EXERCISE REQUIREMENTS: From the entries that follow, copy each line containing the word "info".

=== Section Start ===

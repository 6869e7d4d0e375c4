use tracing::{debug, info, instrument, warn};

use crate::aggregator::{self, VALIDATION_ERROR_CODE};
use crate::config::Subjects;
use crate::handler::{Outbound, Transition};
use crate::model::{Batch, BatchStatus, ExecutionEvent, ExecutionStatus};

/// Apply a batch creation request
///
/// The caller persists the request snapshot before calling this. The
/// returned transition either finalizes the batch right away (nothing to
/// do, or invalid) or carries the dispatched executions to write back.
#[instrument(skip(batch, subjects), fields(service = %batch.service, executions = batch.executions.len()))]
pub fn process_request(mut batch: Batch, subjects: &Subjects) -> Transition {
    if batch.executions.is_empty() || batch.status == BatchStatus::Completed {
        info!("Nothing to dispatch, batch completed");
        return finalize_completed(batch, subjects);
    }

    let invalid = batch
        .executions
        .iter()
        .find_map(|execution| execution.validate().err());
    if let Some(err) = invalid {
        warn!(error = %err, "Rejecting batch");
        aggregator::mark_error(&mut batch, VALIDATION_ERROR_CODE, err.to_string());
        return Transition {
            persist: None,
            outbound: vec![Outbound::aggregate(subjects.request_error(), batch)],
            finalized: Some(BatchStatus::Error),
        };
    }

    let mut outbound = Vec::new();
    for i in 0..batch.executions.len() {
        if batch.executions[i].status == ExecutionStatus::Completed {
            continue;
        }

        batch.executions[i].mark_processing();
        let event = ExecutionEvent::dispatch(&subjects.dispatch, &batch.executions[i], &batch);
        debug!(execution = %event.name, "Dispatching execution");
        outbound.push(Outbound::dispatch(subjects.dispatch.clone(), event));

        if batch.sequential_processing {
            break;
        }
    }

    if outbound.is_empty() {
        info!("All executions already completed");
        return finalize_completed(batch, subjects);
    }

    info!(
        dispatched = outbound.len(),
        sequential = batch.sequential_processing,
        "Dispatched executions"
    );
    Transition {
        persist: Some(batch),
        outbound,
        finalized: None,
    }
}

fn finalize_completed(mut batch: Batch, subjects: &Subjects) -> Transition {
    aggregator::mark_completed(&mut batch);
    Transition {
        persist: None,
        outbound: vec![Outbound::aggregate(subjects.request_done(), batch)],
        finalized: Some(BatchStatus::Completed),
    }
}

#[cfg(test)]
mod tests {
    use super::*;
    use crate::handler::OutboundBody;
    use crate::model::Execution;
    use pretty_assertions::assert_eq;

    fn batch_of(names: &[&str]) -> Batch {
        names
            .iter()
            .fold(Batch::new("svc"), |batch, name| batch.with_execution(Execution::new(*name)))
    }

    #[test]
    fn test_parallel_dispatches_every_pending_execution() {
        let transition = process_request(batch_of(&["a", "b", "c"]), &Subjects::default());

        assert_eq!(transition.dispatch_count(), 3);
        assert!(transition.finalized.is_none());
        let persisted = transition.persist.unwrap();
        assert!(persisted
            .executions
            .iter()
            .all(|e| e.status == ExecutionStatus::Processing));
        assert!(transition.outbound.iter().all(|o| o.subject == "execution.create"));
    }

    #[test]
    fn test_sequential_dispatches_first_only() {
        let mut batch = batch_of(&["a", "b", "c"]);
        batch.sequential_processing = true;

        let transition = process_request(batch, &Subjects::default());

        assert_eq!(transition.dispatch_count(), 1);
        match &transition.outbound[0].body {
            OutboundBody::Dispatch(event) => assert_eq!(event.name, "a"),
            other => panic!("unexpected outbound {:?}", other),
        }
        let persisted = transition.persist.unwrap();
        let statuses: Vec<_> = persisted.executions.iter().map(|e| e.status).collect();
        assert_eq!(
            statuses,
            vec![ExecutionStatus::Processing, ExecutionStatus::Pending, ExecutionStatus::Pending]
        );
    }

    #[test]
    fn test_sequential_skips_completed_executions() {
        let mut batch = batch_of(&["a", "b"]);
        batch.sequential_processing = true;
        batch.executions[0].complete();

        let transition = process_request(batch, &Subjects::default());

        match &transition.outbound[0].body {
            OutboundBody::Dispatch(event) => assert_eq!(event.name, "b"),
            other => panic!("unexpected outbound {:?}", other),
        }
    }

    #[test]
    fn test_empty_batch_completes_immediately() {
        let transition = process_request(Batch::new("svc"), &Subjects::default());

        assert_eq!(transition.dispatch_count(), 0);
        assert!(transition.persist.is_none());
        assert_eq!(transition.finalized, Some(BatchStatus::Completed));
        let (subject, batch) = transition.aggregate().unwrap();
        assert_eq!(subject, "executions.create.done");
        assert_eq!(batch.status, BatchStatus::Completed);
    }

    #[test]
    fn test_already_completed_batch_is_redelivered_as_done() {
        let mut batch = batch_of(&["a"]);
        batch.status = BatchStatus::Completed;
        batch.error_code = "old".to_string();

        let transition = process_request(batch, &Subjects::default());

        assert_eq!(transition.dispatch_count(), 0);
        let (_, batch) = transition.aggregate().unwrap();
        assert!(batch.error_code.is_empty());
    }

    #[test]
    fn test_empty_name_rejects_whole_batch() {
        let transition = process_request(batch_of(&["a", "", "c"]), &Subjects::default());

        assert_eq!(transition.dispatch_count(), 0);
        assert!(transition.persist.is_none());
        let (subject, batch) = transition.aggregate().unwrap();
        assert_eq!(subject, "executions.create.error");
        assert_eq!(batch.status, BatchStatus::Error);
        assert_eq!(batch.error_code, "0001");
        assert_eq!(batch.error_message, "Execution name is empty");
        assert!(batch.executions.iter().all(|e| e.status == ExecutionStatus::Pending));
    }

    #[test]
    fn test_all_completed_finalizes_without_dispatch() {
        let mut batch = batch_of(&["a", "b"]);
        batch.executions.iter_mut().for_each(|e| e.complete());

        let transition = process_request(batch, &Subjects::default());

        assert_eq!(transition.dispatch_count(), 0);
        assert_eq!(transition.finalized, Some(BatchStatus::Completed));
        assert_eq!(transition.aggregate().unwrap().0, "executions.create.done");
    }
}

=== Section End ===

EXERCISE ANSWER:
use tracing::{debug, info, instrument, warn};
        info!("Nothing to dispatch, batch completed");
        info!("All executions already completed");
    info!(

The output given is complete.